Unraveling Theories of Inflation in Economics and Its Problem Nature
Table of contents
- Some Theories of Inflation in Economics
- Inflation as the Cause of Serious Economic Problems
- Conclusion
Inflation is the continual rise in prices, this is also known as a monetary problem. There are different monetary policies in order to keep inflation below a certain level one of these consist of inflation targeting which allows banks to keep a good stability on different prices. There are plenty of theories of inflation in economics and some of them are analysed in the essay. Also here we will explore reasosn why inflation is a serious problem arounf the world.
Some Theories of Inflation in Economics
Friedman once stated that 'inflation is always everywhere a monetary phenomenon' meaning there is too much money in the economy. If the prices begin to rise, due to people being able to get money easily this will be controlled by the Bank of England increasing interest rates which ties into Friedman's theory of inflation. Inflation rises when the rate of growth of the money supply exceeds the rate of growth of output, also known as when too much money chasing too few goods which leads to prices being increased, this is recognised as demand pull as it is pulling up the prices.
The quantity theory of money is also a good way to keep informed on the level of inflation going on in the nation, this is calculated using the formula, MV=PY where M stands for the money supply, V stands for the velocity circulation in money, P stands for the average price of final output and finally Y stands for the real output. This equation is generally stable, although M and P could change due to certain circumstances such as the creation of jobs and how easy it is to get money at that specific time period. There is a substantial amount of evidence linking M and P where if the money supply increases so will the average price.
According to the Cost-Push Theory, inflation is driven by increases in production costs, such as wages, raw materials, and energy. When businesses face rising costs, they pass on these expenses to consumers through higher prices, resulting in inflationary pressure.
Inflation as the Cause of Serious Economic Problems
There are many issues that inflation can cause one of them being if the prices continue to rise this can lead to a type of inflation called hyperinflation. This is one of the biggest issues with inflation as this can lead to the currency or the item used to purchase goods and services becoming worthless and useless. This will result in not being able to purchase anything with currency and will usually end up with the nation changing currencies to one surrounding them. One example of this is Germany in the 1900s.
Inflation is regarded as a serious problem as there are many issues it can cause with in the markets and economy. One of them being it makes markets work less well. An example of this is the raw materials the company uses to create their products increasing, resulting in them also having to increase their products to sell to customers. This may not apply to all business resulting in some company's gaining an advantage over others.
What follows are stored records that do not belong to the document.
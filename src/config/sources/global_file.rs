//! Global config file source: $XDG_CONFIG_HOME/uagent/config.toml

use config::builder::DefaultState;
use config::ConfigBuilder;
use config::ConfigError;
use config::File;
use directories::BaseDirs;
use std::path::{Path, PathBuf};
use tracing::debug;

/// Path to the global config file, if a home directory can be determined.
pub fn global_config_path() -> Option<PathBuf> {
    BaseDirs::new().map(|dirs| dirs.config_dir().join("uagent").join("config.toml"))
}

/// Add the global config file to the builder if it exists.
pub fn add_to_builder(
    builder: ConfigBuilder<DefaultState>,
    path: &Path,
) -> Result<ConfigBuilder<DefaultState>, ConfigError> {
    if !path.exists() {
        debug!(config_path = %path.display(), "No global configuration file");
        return Ok(builder);
    }
    Ok(builder.add_source(File::from(path.to_path_buf()).required(false)))
}
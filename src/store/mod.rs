//! Target Field Store
//!
//! Local, per-agent record of which attributes of a resource this agent last
//! wrote. Keyed by `(kind, uuid)`; never sent to the backend.
//!
//! A durable [`TargetFieldBacking`] is read once when a reconciliation pass
//! opens ([`TargetFieldStore::load`]) and written once when it commits
//! ([`TargetFieldStore::persist`]). In between, all operations act on the
//! in-memory [`FieldTransaction`]. Dropping a transaction without persisting
//! it discards every change made during the pass.

pub mod json_file;
pub mod persistence;

pub use json_file::JsonFileFieldBacking;
pub use persistence::SledFieldBacking;

use crate::error::StorageError;
use parking_lot::Mutex;
use serde::{Deserialize, Serialize};
use std::collections::{BTreeMap, BTreeSet};
use std::sync::Arc;
use uuid::Uuid;

/// Ownership record for one resource
#[derive(Debug, Clone, PartialEq, Eq, Serialize, Deserialize)]
pub struct TargetFieldItem {
    pub kind: String,
    pub uuid: Uuid,
    pub fields: BTreeSet<String>,
}

impl TargetFieldItem {
    pub fn new(kind: impl Into<String>, uuid: Uuid, fields: BTreeSet<String>) -> Self {
        Self {
            kind: kind.into(),
            uuid,
            fields,
        }
    }

    fn key(&self) -> (String, Uuid) {
        (self.kind.clone(), self.uuid)
    }
}

/// Durable backing for the Target Field Store
pub trait TargetFieldBacking: Send + Sync {
    /// Read every stored item
    fn load_all(&self) -> Result<Vec<TargetFieldItem>, StorageError>;

    /// Replace the stored contents with `items`
    fn persist_all(&self, items: &[TargetFieldItem]) -> Result<(), StorageError>;
}

/// Entry point to the store: opens and commits per-pass transactions
pub struct TargetFieldStore {
    backing: Arc<dyn TargetFieldBacking>,
}

impl TargetFieldStore {
    pub fn new(backing: Arc<dyn TargetFieldBacking>) -> Self {
        Self { backing }
    }

    /// Hydrate a working copy from the durable backing
    pub fn load(&self) -> Result<FieldTransaction, StorageError> {
        let items = self.backing.load_all()?;
        let mut working = BTreeMap::new();
        for item in items {
            working.insert(item.key(), item.fields);
        }
        tracing::debug!(items = working.len(), "Loaded target field store");
        Ok(FieldTransaction {
            working,
            dirty: false,
        })
    }

    /// Flush a working copy to the durable backing
    ///
    /// An untouched working copy is not written back.
    pub fn persist(&self, tx: FieldTransaction) -> Result<(), StorageError> {
        if !tx.dirty {
            tracing::debug!("Target field store unchanged, skipping persist");
            return Ok(());
        }
        let items = tx.into_items();
        self.backing.persist_all(&items)?;
        tracing::debug!(items = items.len(), "Persisted target field store");
        Ok(())
    }
}

/// In-memory working copy of the store for one reconciliation pass
#[derive(Debug, Clone, Default)]
pub struct FieldTransaction {
    working: BTreeMap<(String, Uuid), BTreeSet<String>>,
    dirty: bool,
}

impl FieldTransaction {
    pub fn get(&self, kind: &str, uuid: Uuid) -> Result<TargetFieldItem, StorageError> {
        self.working
            .get(&(kind.to_string(), uuid))
            .map(|fields| TargetFieldItem::new(kind, uuid, fields.clone()))
            .ok_or_else(|| StorageError::ItemNotFound {
                kind: kind.to_string(),
                uuid,
            })
    }

    /// Insert an item. Without `force`, an existing entry is an error.
    pub fn create(&mut self, item: TargetFieldItem, force: bool) -> Result<(), StorageError> {
        let key = item.key();
        if !force && self.working.contains_key(&key) {
            return Err(StorageError::ItemAlreadyExists {
                kind: item.kind,
                uuid: item.uuid,
            });
        }
        self.working.insert(key, item.fields);
        self.dirty = true;
        Ok(())
    }

    pub fn update(&mut self, item: TargetFieldItem) -> Result<(), StorageError> {
        match self.working.get_mut(&item.key()) {
            Some(fields) => {
                *fields = item.fields;
                self.dirty = true;
                Ok(())
            }
            None => Err(StorageError::ItemNotFound {
                kind: item.kind,
                uuid: item.uuid,
            }),
        }
    }

    /// Remove an item. With `force`, a missing entry is not an error.
    pub fn delete(&mut self, item: &TargetFieldItem, force: bool) -> Result<(), StorageError> {
        if self.working.remove(&item.key()).is_some() {
            self.dirty = true;
            return Ok(());
        }
        if force {
            return Ok(());
        }
        Err(StorageError::ItemNotFound {
            kind: item.kind.clone(),
            uuid: item.uuid,
        })
    }

    pub fn list(&self, kind: &str) -> Vec<TargetFieldItem> {
        self.working
            .iter()
            .filter(|((k, _), _)| k == kind)
            .map(|((k, uuid), fields)| TargetFieldItem::new(k.clone(), *uuid, fields.clone()))
            .collect()
    }

    pub fn list_all(&self) -> Vec<TargetFieldItem> {
        self.working
            .iter()
            .map(|((k, uuid), fields)| TargetFieldItem::new(k.clone(), *uuid, fields.clone()))
            .collect()
    }

    pub fn len(&self) -> usize {
        self.working.len()
    }

    pub fn is_empty(&self) -> bool {
        self.working.is_empty()
    }

    fn into_items(self) -> Vec<TargetFieldItem> {
        self.working
            .into_iter()
            .map(|((kind, uuid), fields)| TargetFieldItem { kind, uuid, fields })
            .collect()
    }
}

/// Backing that lives only as long as the process
#[derive(Debug, Default, Clone)]
pub struct MemoryFieldBacking {
    items: Arc<Mutex<Vec<TargetFieldItem>>>,
}

impl MemoryFieldBacking {
    pub fn new() -> Self {
        Self::default()
    }

    /// Snapshot of what has been persisted so far
    pub fn snapshot(&self) -> Vec<TargetFieldItem> {
        self.items.lock().clone()
    }
}

impl TargetFieldBacking for MemoryFieldBacking {
    fn load_all(&self) -> Result<Vec<TargetFieldItem>, StorageError> {
        Ok(self.items.lock().clone())
    }

    fn persist_all(&self, items: &[TargetFieldItem]) -> Result<(), StorageError> {
        *self.items.lock() = items.to_vec();
        Ok(())
    }
}
//! Delta Payload Protocol over the sled controller store

use serde_json::json;
use std::collections::BTreeSet;
use tempfile::TempDir;
use universal_agent::controller::{register_agent, AgentSpec, ControllerStore, SledControllerStore};
use universal_agent::model::{Resource, TargetResource};
use universal_agent::payload::get_payload;
use uuid::Uuid;

fn spec() -> AgentSpec {
    let uuid = Uuid::new_v4();
    AgentSpec {
        uuid,
        name: Some("Agent A".to_string()),
        capabilities: BTreeSet::from(["foo".to_string()]),
        facts: BTreeSet::from(["bar".to_string()]),
        node: uuid,
    }
}

fn target(agent: Uuid, name: &str) -> TargetResource {
    let value = json!({"name": name}).as_object().cloned().unwrap();
    TargetResource::from_resource(&Resource::new(Uuid::new_v4(), "foo", value), Some(agent))
        .unwrap()
}

#[test]
fn test_unchanged_payload_is_empty_on_second_poll() {
    let temp_dir = TempDir::new().unwrap();
    let store = SledControllerStore::new(temp_dir.path()).unwrap();
    let agent = register_agent(&store, &spec()).unwrap();
    store.put_target(&target(agent.uuid, "foo-name")).unwrap();

    let first = get_payload(&store, agent.uuid, 0, "").unwrap();
    assert_eq!(first.capabilities["foo"].resources.len(), 1);

    let second = get_payload(&store, agent.uuid, 0, &first.hash).unwrap();
    assert!(second.capabilities.is_empty());
    assert!(second.facts.is_empty());
    assert_eq!(second.hash, first.hash);
}

#[test]
fn test_changed_payload_returns_everything() {
    let temp_dir = TempDir::new().unwrap();
    let store = SledControllerStore::new(temp_dir.path()).unwrap();
    let agent = register_agent(&store, &spec()).unwrap();
    let mut assigned = target(agent.uuid, "foo-name");
    store.put_target(&assigned).unwrap();

    let first = get_payload(&store, agent.uuid, 0, "").unwrap();

    assigned
        .set_value(json!({"name": "renamed"}).as_object().cloned().unwrap())
        .unwrap();
    store.put_target(&assigned).unwrap();

    let second = get_payload(&store, agent.uuid, 0, &first.hash).unwrap();
    assert_ne!(second.hash, first.hash);
    assert_eq!(second.capabilities["foo"].resources.len(), 1);
    assert_eq!(
        second.capabilities["foo"].resources[0]["value"]["name"],
        json!("renamed")
    );
    assert_eq!(second.facts.len(), 2);
}

#[test]
fn test_payload_hash_is_stable_across_reopen() {
    let temp_dir = TempDir::new().unwrap();
    let declared = spec();
    let first = {
        let store = SledControllerStore::new(temp_dir.path()).unwrap();
        let agent = register_agent(&store, &declared).unwrap();
        store.put_target(&target(agent.uuid, "a")).unwrap();
        store.flush().unwrap();
        get_payload(&store, agent.uuid, 0, "").unwrap()
    };

    let store = SledControllerStore::new(temp_dir.path()).unwrap();
    let again = get_payload(&store, declared.uuid, 1, &first.hash).unwrap();
    assert!(again.is_unchanged());
}

#[test]
fn test_other_agents_targets_are_not_included() {
    let temp_dir = TempDir::new().unwrap();
    let store = SledControllerStore::new(temp_dir.path()).unwrap();
    let agent = register_agent(&store, &spec()).unwrap();
    store.put_target(&target(Uuid::new_v4(), "elsewhere")).unwrap();

    let payload = get_payload(&store, agent.uuid, 0, "").unwrap();
    assert!(payload.capabilities["foo"].resources.is_empty());
}
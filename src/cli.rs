//! CLI domain: parse, route, output, and presentation only.
//! No domain orchestration; single route table dispatches to domain services.

mod output;
mod parse;
mod presentation;
mod route;

pub use output::map_error;
pub use parse::{Cli, Commands, ConfigCommands, FieldsCommands};
pub use presentation::{format_fields_table, format_pass_outcome, format_validation_errors};
pub use route::RunContext;
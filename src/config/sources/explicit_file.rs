//! Explicit config file source: the file passed with `--config`

use config::builder::DefaultState;
use config::ConfigBuilder;
use config::ConfigError;
use config::File;
use std::path::Path;

/// Add an explicit config file to the builder. A missing file fails the build.
pub fn add_to_builder(
    builder: ConfigBuilder<DefaultState>,
    path: &Path,
) -> Result<ConfigBuilder<DefaultState>, ConfigError> {
    Ok(builder.add_source(File::from(path.to_path_buf()).required(true)))
}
Another reason why inflation is a serious problem is that it makes the economies less internationally competitive. If that specific nation is undergoing serious inflation problems then the prices of their products may be increasing. This has a large effect on their exports as other countries may not want to purchase overpriced goods. This is because their home nation may not be experiencing inflation and this imported product may look extortionately high in price compared to their own.
Conclusion
Inflation, an economic phenomenon characterized by a sustained increase in the general level of prices, is a complex issue with multifaceted causes and consequences. Theories of inflation provide different perspectives on the origins and dynamics of this phenomenon, ranging from demand-side factors to monetary factors and production costs. However, regardless of the specific theory, inflation is widely recognized as a problem due to its adverse effects on individuals, businesses, and the overall economy.